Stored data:
★ ★ ★ ★

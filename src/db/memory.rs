use std::collections::BTreeMap;
use std::sync::Arc;

use async_trait::async_trait;
use chrono::Utc;
use tokio::sync::RwLock;

use crate::{
    error::{AppError, AppResult},
    models::{Author, AuthorId, Book, BookId, Favorite, UserId},
};

use super::{Catalog, FavoriteStore};

/// In-process store backing both the catalog and favorites
///
/// Cloning is cheap; clones share the same data.
#[derive(Clone, Default)]
pub struct MemoryStore {
    inner: Arc<RwLock<MemoryStoreInner>>,
}

#[derive(Default)]
struct MemoryStoreInner {
    authors: BTreeMap<AuthorId, Author>,
    books: BTreeMap<BookId, Book>,
    favorites: Vec<Favorite>,
    last_author_id: AuthorId,
    last_book_id: BookId,
    last_favorite_id: i64,
}

impl MemoryStore {
    /// Creates a new empty store
    pub fn new() -> Self {
        Self::default()
    }
}

impl MemoryStoreInner {
    fn author_name(&self, id: AuthorId) -> Option<&str> {
        self.authors.get(&id).map(|a| a.name.as_str())
    }

    fn ensure_author(&self, id: AuthorId) -> AppResult<()> {
        if self.authors.contains_key(&id) {
            Ok(())
        } else {
            Err(AppError::InvalidInput(format!("Author {} does not exist", id)))
        }
    }

    fn remove_book(&mut self, id: BookId) -> bool {
        let removed = self.books.remove(&id).is_some();
        if removed {
            self.favorites.retain(|f| f.book_id != id);
        }
        removed
    }
}

#[async_trait]
impl Catalog for MemoryStore {
    async fn get_book(&self, id: BookId) -> AppResult<Option<Book>> {
        let inner = self.inner.read().await;
        Ok(inner.books.get(&id).cloned())
    }

    async fn list_books(&self, exclude_title: Option<&str>) -> AppResult<Vec<Book>> {
        let inner = self.inner.read().await;
        let books = inner
            .books
            .values()
            .filter(|b| exclude_title.map_or(true, |t| b.title != t))
            .cloned()
            .collect();
        Ok(books)
    }

    async fn search_books(&self, query: &str) -> AppResult<Vec<Book>> {
        let needle = query.to_lowercase();
        let inner = self.inner.read().await;
        let books = inner
            .books
            .values()
            .filter(|b| {
                b.title.to_lowercase().contains(&needle)
                    || inner
                        .author_name(b.author_id)
                        .is_some_and(|name| name.to_lowercase().contains(&needle))
            })
            .cloned()
            .collect();
        Ok(books)
    }

    async fn create_book(&self, title: &str, author_id: AuthorId) -> AppResult<Book> {
        let mut inner = self.inner.write().await;
        inner.ensure_author(author_id)?;

        inner.last_book_id += 1;
        let book = Book {
            id: inner.last_book_id,
            title: title.to_string(),
            author_id,
        };
        inner.books.insert(book.id, book.clone());
        Ok(book)
    }

    async fn update_book(
        &self,
        id: BookId,
        title: &str,
        author_id: AuthorId,
    ) -> AppResult<Option<Book>> {
        let mut inner = self.inner.write().await;
        if !inner.books.contains_key(&id) {
            return Ok(None);
        }
        inner.ensure_author(author_id)?;

        let book = Book {
            id,
            title: title.to_string(),
            author_id,
        };
        inner.books.insert(id, book.clone());
        Ok(Some(book))
    }

    async fn delete_book(&self, id: BookId) -> AppResult<bool> {
        let mut inner = self.inner.write().await;
        Ok(inner.remove_book(id))
    }

    async fn list_authors(&self) -> AppResult<Vec<Author>> {
        let inner = self.inner.read().await;
        Ok(inner.authors.values().cloned().collect())
    }

    async fn get_author(&self, id: AuthorId) -> AppResult<Option<Author>> {
        let inner = self.inner.read().await;
        Ok(inner.authors.get(&id).cloned())
    }

    async fn create_author(&self, name: &str) -> AppResult<Author> {
        let mut inner = self.inner.write().await;
        inner.last_author_id += 1;
        let author = Author {
            id: inner.last_author_id,
            name: name.to_string(),
        };
        inner.authors.insert(author.id, author.clone());
        Ok(author)
    }

    async fn update_author(&self, id: AuthorId, name: &str) -> AppResult<Option<Author>> {
        let mut inner = self.inner.write().await;
        Ok(inner.authors.get_mut(&id).map(|author| {
            author.name = name.to_string();
            author.clone()
        }))
    }

    async fn delete_author(&self, id: AuthorId) -> AppResult<bool> {
        let mut inner = self.inner.write().await;
        if inner.authors.remove(&id).is_none() {
            return Ok(false);
        }

        let orphaned: Vec<BookId> = inner
            .books
            .values()
            .filter(|b| b.author_id == id)
            .map(|b| b.id)
            .collect();
        for book_id in orphaned {
            inner.remove_book(book_id);
        }
        Ok(true)
    }
}

#[async_trait]
impl FavoriteStore for MemoryStore {
    async fn count(&self, user_id: UserId) -> AppResult<usize> {
        let inner = self.inner.read().await;
        Ok(inner.favorites.iter().filter(|f| f.user_id == user_id).count())
    }

    async fn exists(&self, user_id: UserId, book_id: BookId) -> AppResult<bool> {
        let inner = self.inner.read().await;
        Ok(inner
            .favorites
            .iter()
            .any(|f| f.user_id == user_id && f.book_id == book_id))
    }

    async fn insert(
        &self,
        user_id: UserId,
        book_id: BookId,
        max_favorites: usize,
    ) -> AppResult<Favorite> {
        let mut inner = self.inner.write().await;
        if inner.favorites.iter().filter(|f| f.user_id == user_id).count() >= max_favorites {
            return Err(AppError::CapacityExceeded(max_favorites));
        }
        if !inner.books.contains_key(&book_id) {
            return Err(AppError::BookNotFound(book_id));
        }
        if inner
            .favorites
            .iter()
            .any(|f| f.user_id == user_id && f.book_id == book_id)
        {
            return Err(AppError::AlreadyFavorited);
        }

        inner.last_favorite_id += 1;
        let favorite = Favorite {
            id: inner.last_favorite_id,
            user_id,
            book_id,
            created_at: Utc::now(),
        };
        inner.favorites.push(favorite.clone());
        Ok(favorite)
    }

    async fn delete(&self, user_id: UserId, book_id: BookId) -> AppResult<bool> {
        let mut inner = self.inner.write().await;
        let before = inner.favorites.len();
        inner
            .favorites
            .retain(|f| !(f.user_id == user_id && f.book_id == book_id));
        Ok(inner.favorites.len() < before)
    }

    async fn list(&self, user_id: UserId) -> AppResult<Vec<Favorite>> {
        let inner = self.inner.read().await;
        Ok(inner
            .favorites
            .iter()
            .filter(|f| f.user_id == user_id)
            .cloned()
            .collect())
    }
}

★ ★ ★ ★

> YOUR GOAL
Extract each line from the entries above that contains the string "orphaned".

> SOLUTION FOR THIS PROBLEM
        let orphaned: Vec<BookId> = inner
        for book_id in orphaned {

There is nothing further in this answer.